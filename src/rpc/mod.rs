// src/rpc/mod.rs

//! Adapts wire requests onto the storage/worker/replication stack and back.
//!
//! This is the one place origin-tagging is decided: a mutation only fans
//! out to peers when it did not itself arrive as a peer's replicated call
//! (`no_replicate` unset), which is what breaks the infinite replication
//! storm an untagged design would produce (I5).

use crate::error::KvError;
use crate::proto::key_value_store_server::KeyValueStore;
use crate::proto::{
    BackupStatus, Empty, Key, KeyList, KeyValue, OldValue, PingResponse, Value,
};
use crate::replication::ReplicationManager;
use crate::worker::WorkerPool;
use std::sync::Arc;
use tonic::{Request, Response, Status};
use tracing::{info, instrument};

/// The node's `KeyValueStore` RPC implementation. Cheaply cloneable: every
/// field is already reference-counted or `Clone`-derived internally.
#[derive(Clone)]
pub struct Servicer {
    workers: Arc<WorkerPool>,
    replication: Arc<ReplicationManager>,
    backup_path: std::path::PathBuf,
}

impl Servicer {
    pub fn new(
        workers: Arc<WorkerPool>,
        replication: Arc<ReplicationManager>,
        backup_path: impl Into<std::path::PathBuf>,
    ) -> Self {
        Self {
            workers,
            replication,
            backup_path: backup_path.into(),
        }
    }
}

#[tonic::async_trait]
impl KeyValueStore for Servicer {
    #[instrument(skip(self, _request))]
    async fn ping(&self, _request: Request<Empty>) -> Result<Response<PingResponse>, Status> {
        Ok(Response::new(PingResponse {
            message: "OK".to_string(),
        }))
    }

    #[instrument(skip(self, request), fields(key))]
    async fn put(&self, request: Request<KeyValue>) -> Result<Response<OldValue>, Status> {
        let KeyValue {
            key,
            value,
            no_replicate,
        } = request.into_inner();
        if key.is_empty() {
            return Err(KvError::InvalidArgument("key must not be empty".to_string()).into());
        }

        let old_value = self
            .workers
            .put(key.clone(), value.clone().into_bytes())
            .await
            .map_err(Status::from)?;

        if !no_replicate {
            let replication = self.replication.clone();
            tokio::spawn(async move {
                replication.replicate_put(key, value).await;
            });
        }

        Ok(Response::new(OldValue {
            old_value: old_value.unwrap_or_default(),
        }))
    }

    #[instrument(skip(self, request), fields(key))]
    async fn get(&self, request: Request<Key>) -> Result<Response<Value>, Status> {
        let Key { key, .. } = request.into_inner();
        match self.workers.get(key).await.map_err(Status::from)? {
            Some(value) => Ok(Response::new(Value { value })),
            None => Err(KvError::NotFound.into()),
        }
    }

    #[instrument(skip(self, request), fields(key))]
    async fn delete(&self, request: Request<Key>) -> Result<Response<Empty>, Status> {
        let Key { key, no_replicate } = request.into_inner();
        self.workers.delete(key.clone()).await.map_err(Status::from)?;

        if !no_replicate {
            let replication = self.replication.clone();
            tokio::spawn(async move {
                replication.replicate_delete(key).await;
            });
        }

        Ok(Response::new(Empty {}))
    }

    #[instrument(skip(self, _request))]
    async fn list_keys(&self, _request: Request<Empty>) -> Result<Response<KeyList>, Status> {
        let keys = self.workers.list_keys().await.map_err(Status::from)?;
        Ok(Response::new(KeyList { keys }))
    }

    #[instrument(skip(self, _request))]
    async fn backup(&self, _request: Request<Empty>) -> Result<Response<BackupStatus>, Status> {
        match self.workers.backup(self.backup_path.clone()).await {
            Ok(()) => {
                info!("backup written to {:?}", self.backup_path);
                Ok(Response::new(BackupStatus {
                    success: true,
                    message: format!("backup written to {:?}", self.backup_path),
                }))
            }
            Err(e) => Ok(Response::new(BackupStatus {
                success: false,
                message: e.to_string(),
            })),
        }
    }
}

#[cfg(test)]
mod tests {
    use super::*;
    use crate::config::ReplicationConfig;
    use tempfile::tempdir;
    use tonic::Request;

    fn build_servicer(dir: &tempfile::TempDir) -> Servicer {
        let workers =
            Arc::new(WorkerPool::spawn(dir.path().join("rpc.redb"), 0, 2).unwrap());
        let replication = Arc::new(ReplicationManager::new(vec![], ReplicationConfig::default()));
        Servicer::new(workers, replication, dir.path().join("backup.redb"))
    }

    #[tokio::test]
    async fn ping_replies_ok() {
        let dir = tempdir().unwrap();
        let servicer = build_servicer(&dir);
        let resp = servicer.ping(Request::new(Empty {})).await.unwrap();
        assert_eq!(resp.into_inner().message, "OK");
    }

    #[tokio::test]
    async fn get_on_absent_key_is_not_found() {
        let dir = tempdir().unwrap();
        let servicer = build_servicer(&dir);
        let err = servicer
            .get(Request::new(Key {
                key: "missing".to_string(),
                no_replicate: false,
            }))
            .await
            .unwrap_err();
        assert_eq!(err.code(), tonic::Code::NotFound);
    }

    #[tokio::test]
    async fn put_then_get_round_trips_and_reports_prior_value() {
        let dir = tempdir().unwrap();
        let servicer = build_servicer(&dir);

        let resp = servicer
            .put(Request::new(KeyValue {
                key: "k".to_string(),
                value: "v1".to_string(),
                no_replicate: true,
            }))
            .await
            .unwrap();
        assert_eq!(resp.into_inner().old_value, "");

        let resp = servicer
            .put(Request::new(KeyValue {
                key: "k".to_string(),
                value: "v2".to_string(),
                no_replicate: true,
            }))
            .await
            .unwrap();
        assert_eq!(resp.into_inner().old_value, "v1");

        let resp = servicer
            .get(Request::new(Key {
                key: "k".to_string(),
                no_replicate: false,
            }))
            .await
            .unwrap();
        assert_eq!(resp.into_inner().value, "v2");
    }

    #[tokio::test]
    async fn empty_key_is_rejected() {
        let dir = tempdir().unwrap();
        let servicer = build_servicer(&dir);
        let err = servicer
            .put(Request::new(KeyValue {
                key: String::new(),
                value: "v".to_string(),
                no_replicate: true,
            }))
            .await
            .unwrap_err();
        assert_eq!(err.code(), tonic::Code::InvalidArgument);
    }

    #[tokio::test]
    async fn delete_then_list_keys_reflects_removal() {
        let dir = tempdir().unwrap();
        let servicer = build_servicer(&dir);

        servicer
            .put(Request::new(KeyValue {
                key: "a".to_string(),
                value: "1".to_string(),
                no_replicate: true,
            }))
            .await
            .unwrap();
        servicer
            .put(Request::new(KeyValue {
                key: "b".to_string(),
                value: "2".to_string(),
                no_replicate: true,
            }))
            .await
            .unwrap();
        servicer
            .delete(Request::new(Key {
                key: "a".to_string(),
                no_replicate: true,
            }))
            .await
            .unwrap();

        let mut keys = servicer
            .list_keys(Request::new(Empty {}))
            .await
            .unwrap()
            .into_inner()
            .keys;
        keys.sort();
        assert_eq!(keys, vec!["b".to_string()]);
    }

    #[tokio::test]
    async fn backup_reports_success() {
        let dir = tempdir().unwrap();
        let servicer = build_servicer(&dir);
        servicer
            .put(Request::new(KeyValue {
                key: "k".to_string(),
                value: "v".to_string(),
                no_replicate: true,
            }))
            .await
            .unwrap();

        let resp = servicer
            .backup(Request::new(Empty {}))
            .await
            .unwrap()
            .into_inner();
        assert!(resp.success);
    }
}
* * *
PROBLEM
An answer is complete only when it holds every line above containing the string "code".

RESULT OF THE TASK
        assert_eq!(err.code(), tonic::Code::NotFound);
        assert_eq!(err.code(), tonic::Code::InvalidArgument);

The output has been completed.